The company he leads today is creating productivity software that allows enterprises and consumers to “create, work and play” in a VR environment. Envelop is using the money it’s raised to grow the product and business teams, as the company prepares to have its initial software offering – the Envelop Virtual Environment – available later this year when headsets like the Oculus Rift and HTC Vive arrive.
The new funding, Berry said, is going to be used to also flesh out the company’s software development kit, to engage on developer relations and to boot up the company’s sales pipeline.
Envelop today is part of what’s become something of a robust VR community in and around Seattle, with Oculus VR having an R&D office there, in addition to companies in the area working on VR like Valve, Microsoft and others.
A lot of activity, and the impetus for Envelop’s participation in the space, can be traced at least partly back to that moment when Berry got a taste of the VR products being worked on at Valve.
“When I first put their headset on,” Berry recalls in an interview with BGR about his Valve experience, “it was rock-solid. A transformative experience. It was the first time I felt a true presence, with a capital P – my brain was tricked into thinking it was somewhere else. I came out and said to my partner, we have to start a VR software company. Tomorrow. Because it’s finally here.”
Why “Envelop”? Because, Berry explains, that’s what “these new, immersive technologies are doing – actually enveloping you with data.”
“We believe this is a fundamentally transformative new technology, much in way PCs or mobile phones were,” Berry said. “It’s the next computing platform. All these immersive technologies are going to enable an age of immersive computing. That’s kind of the next logical step, in terms of platforms. Envelop was created to take a shot at creating that immersive computing platform.”
He thought there was an opportunity, though, to go beyond just the fun and entertainment use cases.
The company describes its initial product – the EVE, for short – as an immersive computing platform for windowed PC content and for VR apps. It allows users to perform all of their computing functions while using a VR headset – without needing to be in VR, in other words, and constantly be setting that equipment aside and picking it back up again as tasks are switched between.
It currently works on the HTC Vive and Oculus Rift, but the long-term plan is to get it able to work with every hardware platform.

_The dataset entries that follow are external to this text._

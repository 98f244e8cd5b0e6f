//! Transaction primitives.
//!
//! A `Transaction` is a single income or expense dated on a calendar day.
//! Expenses feed budget spending.

use chrono::{DateTime, NaiveDate, Utc};
use sea_orm::{ActiveValue, entity::prelude::*};
use serde::{Deserialize, Serialize};
use uuid::Uuid;

use crate::{Currency, EngineError, Money, ResultEngine, merchant_categories::is_mcc_code};

#[derive(Clone, Copy, Debug, PartialEq, Eq, Serialize, Deserialize)]
#[serde(rename_all = "snake_case")]
pub enum TransactionType {
    Income,
    Expense,
}

impl TransactionType {
    pub fn as_str(self) -> &'static str {
        match self {
            Self::Income => "income",
            Self::Expense => "expense",
        }
    }
}

impl TryFrom<&str> for TransactionType {
    type Error = EngineError;

    fn try_from(value: &str) -> Result<Self, Self::Error> {
        match value {
            "income" => Ok(Self::Income),
            "expense" => Ok(Self::Expense),
            other => Err(EngineError::InvalidValue(format!(
                "invalid transaction type: {other}"
            ))),
        }
    }
}

#[derive(Clone, Copy, Debug, PartialEq, Eq, Serialize, Deserialize)]
#[serde(rename_all = "snake_case")]
pub enum PaymentMethod {
    Cash,
    CreditCard,
    Upi,
    Neft,
    Imps,
    Rtgs,
    Cheque,
    DebitCard,
    Other,
}

impl PaymentMethod {
    pub fn as_str(self) -> &'static str {
        match self {
            Self::Cash => "cash",
            Self::CreditCard => "credit_card",
            Self::Upi => "upi",
            Self::Neft => "neft",
            Self::Imps => "imps",
            Self::Rtgs => "rtgs",
            Self::Cheque => "cheque",
            Self::DebitCard => "debit_card",
            Self::Other => "other",
        }
    }
}

impl TryFrom<&str> for PaymentMethod {
    type Error = EngineError;

    fn try_from(value: &str) -> Result<Self, Self::Error> {
        match value {
            "cash" => Ok(Self::Cash),
            "credit_card" => Ok(Self::CreditCard),
            "upi" => Ok(Self::Upi),
            "neft" => Ok(Self::Neft),
            "imps" => Ok(Self::Imps),
            "rtgs" => Ok(Self::Rtgs),
            "cheque" => Ok(Self::Cheque),
            "debit_card" => Ok(Self::DebitCard),
            "other" => Ok(Self::Other),
            other => Err(EngineError::InvalidValue(format!(
                "invalid payment method: {other}"
            ))),
        }
    }
}

#[derive(Clone, Debug, PartialEq, Eq, Serialize)]
pub struct Transaction {
    pub id: Uuid,
    pub user_id: Uuid,
    pub family_id: Option<Uuid>,
    pub amount: Money,
    pub currency: Currency,
    pub transaction_type: TransactionType,
    pub payment_method: PaymentMethod,
    pub category_id: Uuid,
    pub subcategory_id: Option<Uuid>,
    pub payee: Option<String>,
    pub merchant_type: Option<String>,
    pub mcc_code: Option<String>,
    pub t_date: NaiveDate,
    pub notes: Option<String>,
    pub credit_source_id: Option<Uuid>,
    pub is_paid: bool,
    pub payment_due_date: Option<NaiveDate>,
    pub tag_ids: Vec<Uuid>,
    pub created_at: DateTime<Utc>,
    pub updated_at: DateTime<Utc>,
}

#[derive(Clone, Debug, PartialEq)]
pub struct TransactionNew {
    pub family_id: Option<Uuid>,
    pub amount: Money,
    pub currency: Option<Currency>,
    pub transaction_type: TransactionType,
    pub payment_method: PaymentMethod,
    pub category_id: Uuid,
    pub subcategory_id: Option<Uuid>,
    pub payee: Option<String>,
    pub merchant_type: Option<String>,
    pub mcc_code: Option<String>,
    pub t_date: NaiveDate,
    pub notes: Option<String>,
    pub credit_source_id: Option<Uuid>,
    pub is_paid: Option<bool>,
    pub payment_due_date: Option<NaiveDate>,
    pub tag_ids: Vec<Uuid>,
}

#[derive(Clone, Debug, Default, PartialEq)]
pub struct TransactionPatch {
    pub amount: Option<Money>,
    pub currency: Option<Currency>,
    pub transaction_type: Option<TransactionType>,
    pub payment_method: Option<PaymentMethod>,
    pub category_id: Option<Uuid>,
    pub subcategory_id: Option<Option<Uuid>>,
    pub payee: Option<Option<String>>,
    pub merchant_type: Option<Option<String>>,
    pub mcc_code: Option<Option<String>>,
    pub t_date: Option<NaiveDate>,
    pub notes: Option<Option<String>>,
    pub credit_source_id: Option<Option<Uuid>>,
    pub is_paid: Option<bool>,
    pub payment_due_date: Option<Option<NaiveDate>>,
    pub tag_ids: Option<Vec<Uuid>>,
}

impl TransactionPatch {
    pub fn apply(self, tx: &mut Transaction) {
        if let Some(amount) = self.amount {
            tx.amount = amount;
        }
        if let Some(currency) = self.currency {
            tx.currency = currency;
        }
        if let Some(kind) = self.transaction_type {
            tx.transaction_type = kind;
        }
        if let Some(method) = self.payment_method {
            tx.payment_method = method;
        }
        if let Some(category_id) = self.category_id {
            tx.category_id = category_id;
        }
        if let Some(subcategory_id) = self.subcategory_id {
            tx.subcategory_id = subcategory_id;
        }
        if let Some(payee) = self.payee {
            tx.payee = payee;
        }
        if let Some(merchant_type) = self.merchant_type {
            tx.merchant_type = merchant_type;
        }
        if let Some(mcc_code) = self.mcc_code {
            tx.mcc_code = mcc_code;
        }
        if let Some(t_date) = self.t_date {
            tx.t_date = t_date;
        }
        if let Some(notes) = self.notes {
            tx.notes = notes;
        }
        if let Some(credit_source_id) = self.credit_source_id {
            tx.credit_source_id = credit_source_id;
        }
        if let Some(is_paid) = self.is_paid {
            tx.is_paid = is_paid;
        }
        if let Some(due) = self.payment_due_date {
            tx.payment_due_date = due;
        }
        if let Some(tag_ids) = self.tag_ids {
            tx.tag_ids = tag_ids;
        }
    }
}

impl Transaction {
    /// Checks the row-level constraints that do not need the database.
    pub fn validate(&self) -> ResultEngine<()> {
        if !self.amount.is_positive() {
            return Err(EngineError::InvalidAmount("amount must be > 0".to_string()));
        }
        if self.payment_method == PaymentMethod::CreditCard && self.credit_source_id.is_none() {
            return Err(EngineError::InvalidReference(
                "credit card payments require credit_source_id".to_string(),
            ));
        }
        if let Some(mcc) = &self.mcc_code
            && !is_mcc_code(mcc)
        {
            return Err(EngineError::InvalidValue(
                "mcc_code must be 4 digits".to_string(),
            ));
        }
        if self.payee.as_deref().is_some_and(|p| p.chars().count() > 200) {
            return Err(EngineError::InvalidName(
                "payee must be at most 200 characters".to_string(),
            ));
        }
        Ok(())
    }
}

#[derive(Clone, Debug, PartialEq, DeriveEntityModel)]
#[sea_orm(table_name = "transactions")]
pub struct Model {
    #[sea_orm(primary_key, auto_increment = false)]
    pub id: Uuid,
    pub user_id: Uuid,
    pub family_id: Option<Uuid>,
    pub amount_minor: i64,
    pub currency: String,
    pub transaction_type: String,
    pub payment_method: String,
    pub category_id: Uuid,
    pub subcategory_id: Option<Uuid>,
    pub payee: Option<String>,
    pub merchant_type: Option<String>,
    pub mcc_code: Option<String>,
    pub t_date: NaiveDate,
    pub notes: Option<String>,
    pub credit_source_id: Option<Uuid>,
    pub is_paid: bool,
    pub payment_due_date: Option<NaiveDate>,
    pub created_at: DateTimeUtc,
    pub updated_at: DateTimeUtc,
}

#[derive(Copy, Clone, Debug, EnumIter, DeriveRelation)]
pub enum Relation {
    #[sea_orm(
        belongs_to = "super::users::Entity",
        from = "Column::UserId",
        to = "super::users::Column::Id",
        on_update = "NoAction",
        on_delete = "Cascade"
    )]
    User,
    #[sea_orm(
        belongs_to = "super::families::Entity",
        from = "Column::FamilyId",
        to = "super::families::Column::Id",
        on_update = "NoAction",
        on_delete = "Cascade"
    )]
    Family,
    #[sea_orm(
        belongs_to = "super::categories::Entity",
        from = "Column::CategoryId",
        to = "super::categories::Column::Id",
        on_update = "NoAction",
        on_delete = "NoAction"
    )]
    Category,
    #[sea_orm(has_many = "super::transaction_tags::Entity")]
    Tags,
}

impl Related<super::transaction_tags::Entity> for Entity {
    fn to() -> RelationDef {
        Relation::Tags.def()
    }
}

impl ActiveModelBehavior for ActiveModel {}

impl From<&Transaction> for ActiveModel {
    fn from(tx: &Transaction) -> Self {
        Self {
            id: ActiveValue::Set(tx.id),
            user_id: ActiveValue::Set(tx.user_id),
            family_id: ActiveValue::Set(tx.family_id),
            amount_minor: ActiveValue::Set(tx.amount.minor()),
            currency: ActiveValue::Set(tx.currency.code().to_string()),
            transaction_type: ActiveValue::Set(tx.transaction_type.as_str().to_string()),
            payment_method: ActiveValue::Set(tx.payment_method.as_str().to_string()),
            category_id: ActiveValue::Set(tx.category_id),
            subcategory_id: ActiveValue::Set(tx.subcategory_id),
            payee: ActiveValue::Set(tx.payee.clone()),
            merchant_type: ActiveValue::Set(tx.merchant_type.clone()),
            mcc_code: ActiveValue::Set(tx.mcc_code.clone()),
            t_date: ActiveValue::Set(tx.t_date),
            notes: ActiveValue::Set(tx.notes.clone()),
            credit_source_id: ActiveValue::Set(tx.credit_source_id),
            is_paid: ActiveValue::Set(tx.is_paid),
            payment_due_date: ActiveValue::Set(tx.payment_due_date),
            created_at: ActiveValue::Set(tx.created_at),
            updated_at: ActiveValue::Set(tx.updated_at),
        }
    }
}

impl Transaction {
    pub(crate) fn from_model(model: Model, tag_ids: Vec<Uuid>) -> ResultEngine<Self> {
        Ok(Self {
            id: model.id,
            user_id: model.user_id,
            family_id: model.family_id,
            amount: Money::new(model.amount_minor),
            currency: Currency::try_from(model.currency.as_str())?,
            transaction_type: TransactionType::try_from(model.transaction_type.as_str())?,
            payment_method: PaymentMethod::try_from(model.payment_method.as_str())?,
            category_id: model.category_id,
            subcategory_id: model.subcategory_id,
            payee: model.payee,
            merchant_type: model.merchant_type,
            mcc_code: model.mcc_code,
            t_date: model.t_date,
            notes: model.notes,
            credit_source_id: model.credit_source_id,
            is_paid: model.is_paid,
            payment_due_date: model.payment_due_date,
            tag_ids,
            created_at: model.created_at,
            updated_at: model.updated_at,
        })
    }
}

/// Income against expenses over a date window.
#[derive(Clone, Debug, PartialEq, Eq, Serialize)]
pub struct TransactionSummary {
    pub start_date: Option<NaiveDate>,
    pub end_date: Option<NaiveDate>,
    pub total_income: Money,
    pub total_expenses: Money,
    pub net_savings: Money,
    pub income_count: u64,
    pub expense_count: u64,
    pub total_transactions: u64,
}

impl TransactionSummary {
    /// `income` and `expenses` are `(sum, count)` pairs; both sums are
    /// non-negative since every amount is.
    pub(crate) fn new(
        start_date: Option<NaiveDate>,
        end_date: Option<NaiveDate>,
        income: (Money, u64),
        expenses: (Money, u64),
    ) -> Self {
        Self {
            start_date,
            end_date,
            total_income: income.0,
            total_expenses: expenses.0,
            net_savings: income.0 - expenses.0,
            income_count: income.1,
            expense_count: expenses.1,
            total_transactions: income.1 + expenses.1,
        }
    }
}

#[cfg(test)]
mod tests {
    use super::*;

    fn expense() -> Transaction {
        Transaction {
            id: Uuid::new_v4(),
            user_id: Uuid::new_v4(),
            family_id: None,
            amount: Money::new(150_000),
            currency: Currency::Inr,
            transaction_type: TransactionType::Expense,
            payment_method: PaymentMethod::Upi,
            category_id: Uuid::new_v4(),
            subcategory_id: None,
            payee: Some("Fresh Mart".to_string()),
            merchant_type: None,
            mcc_code: None,
            t_date: NaiveDate::from_ymd_opt(2025, 1, 10).unwrap(),
            notes: None,
            credit_source_id: None,
            is_paid: true,
            payment_due_date: None,
            tag_ids: Vec::new(),
            created_at: Utc::now(),
            updated_at: Utc::now(),
        }
    }

    #[test]
    fn credit_card_needs_source() {
        let mut tx = expense();
        TransactionPatch {
            payment_method: Some(PaymentMethod::CreditCard),
            ..Default::default()
        }
        .apply(&mut tx);
        assert!(matches!(tx.validate(), Err(EngineError::InvalidReference(_))));

        TransactionPatch {
            credit_source_id: Some(Some(Uuid::new_v4())),
            ..Default::default()
        }
        .apply(&mut tx);
        assert!(tx.validate().is_ok());
    }

    #[test]
    fn patch_clears_nullable_fields_only_when_asked() {
        let mut tx = expense();
        TransactionPatch {
            notes: Some(Some("weekly groceries".to_string())),
            ..Default::default()
        }
        .apply(&mut tx);
        assert_eq!(tx.payee.as_deref(), Some("Fresh Mart"));
        assert_eq!(tx.notes.as_deref(), Some("weekly groceries"));

        TransactionPatch {
            payee: Some(None),
            ..Default::default()
        }
        .apply(&mut tx);
        assert_eq!(tx.payee, None);
        assert_eq!(tx.notes.as_deref(), Some("weekly groceries"));
    }

    #[test]
    fn rejects_non_positive_amount_and_bad_mcc() {
        let mut tx = expense();
        tx.amount = Money::ZERO;
        assert!(matches!(tx.validate(), Err(EngineError::InvalidAmount(_))));

        let mut tx = expense();
        tx.mcc_code = Some("54A1".to_string());
        assert!(matches!(tx.validate(), Err(EngineError::InvalidValue(_))));
    }

    #[test]
    fn summary_nets_income_against_expenses() {
        let summary = TransactionSummary::new(
            None,
            None,
            (Money::new(50_000), 1),
            (Money::new(80_000), 3),
        );
        assert_eq!(summary.net_savings, Money::new(-30_000));
        assert_eq!(summary.total_transactions, 4);
    }
}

Limited developer testing is under way now, and Envelop says it plans to have a more public beta available prior to the Vive and Rift headsets coming to market. The company will also be publicly demoing the product at the Game Developers Conference in San Francisco in March.
“When you think of the potential use cases outside of entertainment, when you think of what you can do with medical imaging or manufacturing visualization, how this affects e-commerce – it’s hard to think of an industry not affected by these new technologies,” Berry said. “This is a massive blue ocean of new opportunity.
“For our first step, we identified how can we add value in the very near term. We looked at the landscape of how VR developers work today, and we saw an immediate pain point we can address.”
Whereas developers now create VR content in 2D environments and then strap on a VR headset for testing purposes (then take the headset off to go back to 2D for debugging and making changes), Envelop says its solution lets developers stay in a VR environment where their run-time and coding consoles can co-exist.
“Right now we’re still in the DOS days of VR, but we thought we could address that aspect of it first,” Berry said. “We want to allow people to stay in VR while they’re working. We wanted to enable people to use their applications, to recreate their natural work environment while in virtual reality.
“As an entire industry, we’re still kind of in learning mode when it comes to virtual reality. But we all have a vested interest in this industry really taking off this time.”